Property in Hong Kong: End of an era

香港のもっとも派手なパーティーを開き、ヨットも走らせ、美女をはべらせて、この都市の政治に影響をふるったエリートたちは、不動産開発に関わる傾向があった。しかし、この繁栄の指標も過去のものとなりつつある。おそらく二度と戻らない。

かつて香港の不動産市場は富裕への切符であった。インフレと供給制限、投機的な市場があったおかげである。しかし将来は、デフレと過剰供給、そして投機家がいなくなりそうだ。これは、ある程度まで、東アジアに共通の現象である。1997-98年の金融危機までは不動産市場が膨らんだが、その後はバンコクでもジャカルタでも、高層ビルは空室が目立ち、建設途中で放棄されたものもある。

香港では不動産バブルが当局の政策であった。英国国教会の土地を除いて、すべての土地は国有であったから、それは長期の賃貸契約が結ばれていた。1980年代の返還交渉に際して、中国はイギリスがこれらの土地をすべて売ってしまうのではないか、と疑った。両国は1997年の返還まで、土地の供給を減らすことで合意した。これは不動産価格を人為的に引き上げ、結果的に、香港返還を市場でも信頼させた。

しかし、アジアのブームが終わって、土地の供給が増えた頃に需要は失われた。1997年以来、価格は暴落し、地代も減少し、不動産開発の利潤が薄くなった。景気が回復しても過剰供給は止まらなかった。より多くの開発を銀行と組んで行うものも居る。しかし、他方で、リ・カシンのように、港湾や小売業、情報通信業に投資する者も居るし、中国本土で不動産を買い込む者も居る。

こうして次は上海が、不動産業者に富をもたらし、その後はそれを奪うのだ。


Economics focus: The education shibboleth

ロンドン大学のAlison Wolf は、非常に興味深く、重要な本を書いた。世界中の経済政策担当者たちが愛して止まない神話、より多くの教育投資が経済的成功の鍵である、という命題を否定したのだ。それは、直接にはブレア首相の言葉に向けられている。彼は、政府の三つの優先課題を聞かれて、「第一に、教育。第二は、教育。そして第三も、教育だ。」と答えた。
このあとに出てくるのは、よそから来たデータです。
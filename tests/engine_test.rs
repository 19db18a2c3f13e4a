use std::os::unix::fs::PermissionsExt;
use std::path::Path;
use tempfile::TempDir;

use nginx_cache_purger::common::errors::PurgeError;
use nginx_cache_purger::purge::{ExecutionContext, PurgeEngine, PurgeLock, PurgeResult};

/// Lay out a cache tree shaped like NGINX's levels=1:2 hashing
fn create_cache_tree(root: &Path) {
    std::fs::create_dir_all(root.join("a")).unwrap();
    std::fs::write(root.join("a/b.txt"), b"cached response").unwrap();
    std::fs::create_dir_all(root.join("c")).unwrap();
    std::fs::create_dir_all(root.join("d")).unwrap();
    std::fs::write(root.join("d/e.txt"), b"cached response").unwrap();
    std::fs::create_dir_all(root.join("f/3e/9")).unwrap();
    std::fs::write(root.join("f/3e/9/2c1f9a0e3f3e9"), b"KEY: httpsGETexample.com/").unwrap();
}

fn listing(root: &Path) -> Vec<String> {
    let mut names: Vec<String> = std::fs::read_dir(root)
        .unwrap()
        .map(|e| e.unwrap().file_name().to_string_lossy().to_string())
        .collect();
    names.sort();
    names
}

#[test]
fn test_purge_empties_directory_and_keeps_root() {
    let tmp = TempDir::new().unwrap();
    create_cache_tree(tmp.path());

    let result = PurgeEngine::new(tmp.path()).purge();

    assert!(result.is_success(), "unexpected result: {:?}", result);
    assert!(tmp.path().is_dir());
    assert!(listing(tmp.path()).is_empty());
    assert!(!tmp.path().join("a").exists());
    assert!(!tmp.path().join("c").exists());
    assert!(!tmp.path().join("d").exists());

    let stats = result.stats().unwrap();
    assert_eq!(stats.files_removed, 3);
    assert_eq!(stats.dirs_removed, 6);
}

#[test]
fn test_purge_is_idempotent() {
    let tmp = TempDir::new().unwrap();
    let engine = PurgeEngine::new(tmp.path());

    let first = engine.purge();
    let second = engine.purge();

    assert!(first.is_success());
    assert!(second.is_success());
    assert_eq!(second.stats().unwrap().files_removed, 0);
    assert_eq!(second.stats().unwrap().dirs_removed, 0);
    assert!(tmp.path().is_dir());
}

#[test]
fn test_missing_directory_is_skipped_and_not_created() {
    let tmp = TempDir::new().unwrap();
    let missing = tmp.path().join("nginx-cache");

    let result = PurgeEngine::new(&missing).purge();

    assert!(matches!(
        result,
        PurgeResult::Skipped(PurgeError::Missing { .. })
    ));
    assert!(!missing.exists());
}

#[test]
fn test_read_only_directory_is_skipped_and_untouched() {
    let tmp = TempDir::new().unwrap();
    let cache = tmp.path().join("cache");
    std::fs::create_dir(&cache).unwrap();
    create_cache_tree(&cache);
    let before = listing(&cache);

    std::fs::set_permissions(&cache, std::fs::Permissions::from_mode(0o555)).unwrap();
    let result = PurgeEngine::new(&cache).purge();
    std::fs::set_permissions(&cache, std::fs::Permissions::from_mode(0o755)).unwrap();

    assert!(matches!(
        result,
        PurgeResult::Skipped(PurgeError::NotWritable { .. })
    ));
    assert_eq!(listing(&cache), before);
    assert!(cache.join("a/b.txt").exists());
}

#[test]
fn test_unremovable_entry_gives_partial_failure_and_walk_continues() {
    if unsafe { libc::geteuid() } == 0 {
        eprintln!("skipping: root ignores directory permissions, see ownership_test");
        return;
    }
    let tmp = TempDir::new().unwrap();
    let cache = tmp.path().join("cache");
    std::fs::create_dir_all(cache.join("b")).unwrap();
    std::fs::create_dir_all(cache.join("keep")).unwrap();
    std::fs::write(cache.join("a.txt"), b"cached").unwrap();
    std::fs::write(cache.join("b/c.txt"), b"cached").unwrap();
    std::fs::write(cache.join("keep/locked.txt"), b"pinned").unwrap();

    let keep = cache.join("keep");
    std::fs::set_permissions(&keep, std::fs::Permissions::from_mode(0o555)).unwrap();
    let result = PurgeEngine::new(&cache).purge();
    std::fs::set_permissions(&keep, std::fs::Permissions::from_mode(0o755)).unwrap();

    assert!(
        matches!(result, PurgeResult::PartialFailure { .. }),
        "unexpected result: {:?}",
        result
    );
    assert!(result.completed());
    assert!(!cache.join("a.txt").exists());
    assert!(!cache.join("b").exists());
    assert!(cache.join("keep/locked.txt").exists());

    let failed: Vec<_> = result
        .unremoved()
        .iter()
        .filter_map(|e| match e {
            PurgeError::Io { path, .. } => Some(path.clone()),
            _ => None,
        })
        .collect();
    assert!(failed.contains(&cache.join("keep/locked.txt")), "failed: {:?}", failed);

    let stats = result.stats().unwrap();
    assert_eq!(stats.files_removed, 2);
    assert_eq!(stats.dirs_removed, 1);
}

#[test]
fn test_file_instead_of_directory_is_skipped() {
    let tmp = TempDir::new().unwrap();
    let file = tmp.path().join("cache");
    std::fs::write(&file, b"not a directory").unwrap();

    let result = PurgeEngine::new(&file).purge();

    assert!(matches!(
        result,
        PurgeResult::Skipped(PurgeError::NotADirectory { .. })
    ));
    assert!(file.is_file());
}

#[test]
fn test_batch_context_never_purges() {
    let tmp = TempDir::new().unwrap();
    create_cache_tree(tmp.path());

    let result = PurgeEngine::new(tmp.path())
        .with_context(ExecutionContext::Batch)
        .purge();

    assert!(matches!(
        result,
        PurgeResult::Skipped(PurgeError::DisallowedContext {
            context: ExecutionContext::Batch
        })
    ));
    assert!(tmp.path().join("a/b.txt").exists());
}

#[test]
fn test_held_lock_skips_second_purge() {
    let cache = TempDir::new().unwrap();
    let data = TempDir::new().unwrap();
    let locks = data.path().join("locks");
    create_cache_tree(cache.path());

    let engine = PurgeEngine::new(cache.path()).with_lock(&locks, 300);
    let held = PurgeLock::acquire(&locks, cache.path(), 300).unwrap();

    let blocked = engine.purge();
    assert!(matches!(
        blocked,
        PurgeResult::Skipped(PurgeError::AlreadyRunning { .. })
    ));
    assert!(cache.path().join("a/b.txt").exists());

    drop(held);
    let result = engine.purge();
    assert!(result.is_success());
    assert!(listing(cache.path()).is_empty());
}

#[test]
fn test_lock_released_after_purge() {
    let cache = TempDir::new().unwrap();
    let data = TempDir::new().unwrap();
    let locks = data.path().join("locks");

    let engine = PurgeEngine::new(cache.path()).with_lock(&locks, 300);
    assert!(engine.purge().is_success());
    assert!(engine.purge().is_success());
    assert_eq!(std::fs::read_dir(&locks).unwrap().count(), 0);
}

#[test]
fn test_symlink_targets_outside_cache_survive() {
    let cache = TempDir::new().unwrap();
    let outside = TempDir::new().unwrap();
    std::fs::write(outside.path().join("index.html"), b"<html>").unwrap();
    std::os::unix::fs::symlink(outside.path(), cache.path().join("site")).unwrap();
    std::os::unix::fs::symlink(
        outside.path().join("index.html"),
        cache.path().join("page"),
    )
    .unwrap();

    let result = PurgeEngine::new(cache.path()).purge();

    assert!(result.is_success());
    assert!(listing(cache.path()).is_empty());
    assert!(outside.path().join("index.html").exists());
}
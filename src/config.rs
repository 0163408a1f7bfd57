use atm::Result;

use log::LevelFilter;
use simple_logger::SimpleLogger;

pub fn configure_app() -> Result {
    SimpleLogger::new()
        .with_level(LevelFilter::Warn)
        .env()
        .init()?;

    return Ok(());
}

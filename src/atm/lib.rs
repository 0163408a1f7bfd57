pub mod ids;
pub mod session;

mod account;
mod machine;
mod money;
mod result;

pub use account::{AccountError, BankAccount};
pub use machine::{Atm, AtmError, SeedAccount, MAX_PIN_ATTEMPTS};
pub use money::{Money, MoneyError};
pub use result::Result;

/// Builds an ATM seeded with the two demo accounts.
pub fn build_atm() -> Atm {
    let atm = Atm::with_accounts([
        SeedAccount::new("123", "1234", Money(5_000_000)),
        SeedAccount::new("456", "4567", Money(10_000_000)),
    ]);

    return atm;
}
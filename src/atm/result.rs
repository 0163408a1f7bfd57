/// Convenience type to make error mapping cleaner
pub type Result<T = ()> = anyhow::Result<T>;
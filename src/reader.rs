use atm::ids::AccountId;
use atm::{Money, Result, SeedAccount};

use std::{
    path::PathBuf,
    fs::File,
};

use csv::{Reader, ReaderBuilder, Trim};

use serde::Deserialize;

use thiserror::Error;

/// Represents one row of the seed accounts file: `account,pin,balance`
#[derive(Deserialize, Debug, Clone)]
pub struct SeedRecord {
    pub account: String,
    pub pin: String,
    pub balance: String,
}

#[derive(Error, Debug)]
pub enum SeedParseError {
    #[error("Error parsing seed record: negative opening balance: {0:?}")]
    NegativeBalance(SeedRecord),
}

pub fn build_csv_reader(filepath: PathBuf) -> Result<Reader<File>> {
    let reader = ReaderBuilder::new()
        .trim(Trim::All)
        .from_path(filepath)?;

    return Ok(reader);
}

/// Reads and validates every seed record. Seeding fails fast on a malformed
/// row rather than starting the ATM with a partial registry.
pub fn read_seed_accounts(filepath: PathBuf) -> Result<Vec<SeedAccount>> {
    let mut rdr = build_csv_reader(filepath)?;

    let mut seeds = vec![];

    for record in rdr.deserialize::<SeedRecord>() {
        let record = record?;
        log::debug!("Parsing seed record: {record:?}");

        let balance = Money::parse(record.balance.clone())?;

        if balance < Money::ZERO {
            Err(SeedParseError::NegativeBalance(record.clone()))?;
        }

        seeds.push(SeedAccount::new(
            AccountId::new(record.account),
            record.pin,
            balance,
        ));
    }

    Ok(seeds)
}
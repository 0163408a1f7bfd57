use atm::ids::AccountId;
use atm::session::{Command, Reply, Session};
use atm::{AccountError, Atm, AtmError, Money, Result};

use std::io::{self, Write};

/// Runs one interactive ATM session over stdin/stdout. Every decision is made
/// by the core; this loop only parses input and renders outcomes.
pub fn run(atm: &mut Atm) -> Result {
    let account_id = AccountId::new(prompt("Enter your account ID: ")?);

    if atm.select_account(&account_id).is_none() {
        println!("Invalid account ID.");
        return Ok(());
    }

    let pin = match authenticate(atm, &account_id)? {
        Some(pin) => pin,
        None => return Ok(()),
    };

    let mut session = match Session::open(atm, account_id, &pin) {
        Ok(session) => session,
        Err(err) => {
            render_error(&err);
            return Ok(());
        }
    };

    loop {
        print_menu();

        let choice = prompt("Choose an option: ")?;

        match choice.as_str() {
            "1" => render(session.dispatch(Command::CheckBalance)),
            "2" => {
                if let Some(amount) = prompt_amount("Enter amount to deposit: $")? {
                    render(session.dispatch(Command::Deposit(amount)));
                }
            }
            "3" => {
                if let Some(amount) = prompt_amount("Enter amount to withdraw: $")? {
                    render(session.dispatch(Command::Withdraw(amount)));
                }
            }
            "4" => render(session.dispatch(Command::ShowHistory)),
            "5" => {
                if let Some(rate) = prompt_rate("Enter the exchange rate: ")? {
                    render(session.dispatch(Command::ConvertBalance(rate)));
                }
            }
            "6" => {
                let old_pin = prompt("Enter your current PIN: ")?;
                let new_pin = prompt("Enter your new PIN: ")?;
                render(session.dispatch(Command::ChangePin { old_pin, new_pin }));
            }
            "7" => {
                let target = AccountId::new(prompt("Enter target account ID: ")?);
                if let Some(amount) = prompt_amount("Enter amount to transfer: $")? {
                    render(session.dispatch(Command::Transfer { target, amount }));
                }
            }
            "8" => {
                println!("Thank you for using the ATM. Goodbye!");
                break;
            }
            _ => println!("Invalid option. Please try again."),
        }
    }

    Ok(())
}

/// Prompts for the PIN until verification succeeds or the account locks.
/// Returns the verified PIN, or None once the account is locked.
fn authenticate(atm: &mut Atm, account_id: &AccountId) -> Result<Option<String>> {
    loop {
        let pin = prompt("Enter your PIN: ")?;

        match atm.verify_pin(account_id, &pin) {
            Ok(()) => return Ok(Some(pin)),
            Err(err @ AtmError::IncorrectPin { .. }) => render_error(&err),
            Err(err) => {
                render_error(&err);
                return Ok(None);
            }
        }
    }
}

fn print_menu() {
    println!();
    println!("ATM Menu:");
    println!("1. Check Balance");
    println!("2. Deposit");
    println!("3. Withdraw");
    println!("4. View Transaction History");
    println!("5. Convert Balance to Another Currency");
    println!("6. Change PIN");
    println!("7. Transfer Funds");
    println!("8. Exit");
}

fn prompt(label: &str) -> Result<String> {
    print!("{label}");
    io::stdout().flush()?;

    let mut line = String::new();
    io::stdin().read_line(&mut line)?;

    Ok(line.trim().to_string())
}

fn prompt_amount(label: &str) -> Result<Option<Money>> {
    let input = prompt(label)?;

    match Money::parse(input) {
        Ok(amount) => Ok(Some(amount)),
        Err(err) => {
            log::warn!("{err}");
            println!("Invalid amount.");
            Ok(None)
        }
    }
}

fn prompt_rate(label: &str) -> Result<Option<f64>> {
    let input = prompt(label)?;

    match input.parse::<f64>() {
        Ok(rate) => Ok(Some(rate)),
        Err(err) => {
            log::warn!("{err}");
            println!("Invalid exchange rate.");
            Ok(None)
        }
    }
}

fn render(outcome: std::result::Result<Reply, AtmError>) {
    match outcome {
        Ok(reply) => render_reply(&reply),
        Err(err) => render_error(&err),
    }
}

fn render_reply(reply: &Reply) {
    match reply {
        Reply::Balance(balance) => println!("Your current balance is: ${balance}"),

        Reply::DepositMade { balance } => {
            println!("Deposit successful. Current balance: ${balance}")
        }

        Reply::WithdrawalMade { balance } => {
            println!("Withdrawal successful. Current balance: ${balance}")
        }

        Reply::History(entries) if entries.is_empty() => println!("No transactions found."),

        Reply::History(entries) => {
            println!("Transaction History:");
            for entry in entries {
                println!("{entry}");
            }
        }

        Reply::ConvertedBalance(converted) => {
            println!("Your balance in the selected currency: ${converted}")
        }

        Reply::PinChanged => println!("PIN successfully changed."),

        Reply::TransferComplete { target, amount } => {
            println!("Transfer successful. ${amount} transferred to account {target}")
        }
    }
}

fn render_error(err: &AtmError) {
    match err {
        AtmError::IncorrectPin { remaining } => {
            println!("Incorrect PIN. You have {remaining} chance(s) left.")
        }

        AtmError::AccountLocked => println!(
            "Account locked due to multiple failed attempts. Your account is temporarily blocked."
        ),

        AtmError::UnknownAccount(_) => println!("Invalid account ID(s) provided."),

        AtmError::SelfTransfer => println!("Cannot transfer funds into your own account."),

        AtmError::Account(AccountError::InvalidAmount(_)) => println!("Invalid amount."),

        AtmError::Account(AccountError::InsufficientFunds { .. }) => {
            println!("Insufficient balance.")
        }

        AtmError::Account(AccountError::DailyLimitExceeded { .. }) => {
            println!("Exceeded daily withdrawal limit.")
        }

        other => println!("{other}"),
    }
}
個人に関する限り、教育は必ず報酬や昇進を改善する。それは以前よりも重要になっている。しかし、社会全体を見れば、国民すべてを大学に行かせることが望ましいか? それはイギリスでは財政に依存しており、それゆえ社会全体への収益が問題になる。特に、より多くの教育は成長を意味しない。

高度な社会では、より多くの大卒の研究者やエンジニアを必要とする。しかし、同時に、教育は「相対的な地位」による財である。高級を得るために高学歴が必要になる。教育への投資は競争である。それは過当競争をもたらし、社会的な浪費につながる。最も優れた大学にとっては、優れた学生や教員が集めにくくなり、財源も減るだろう。本当に最先端の研究は行われなくなる。大学への支出を選別することは、政治的に限界がある。

さらに、教育への投資を成長にだけ結び付けることで、教育の社会的な価値は低下するかもしれない。教育にはより多くの価値がある。経済成長によって教育を拡大することは、自己破壊的なのである。そして教育の中身も貧しくなる。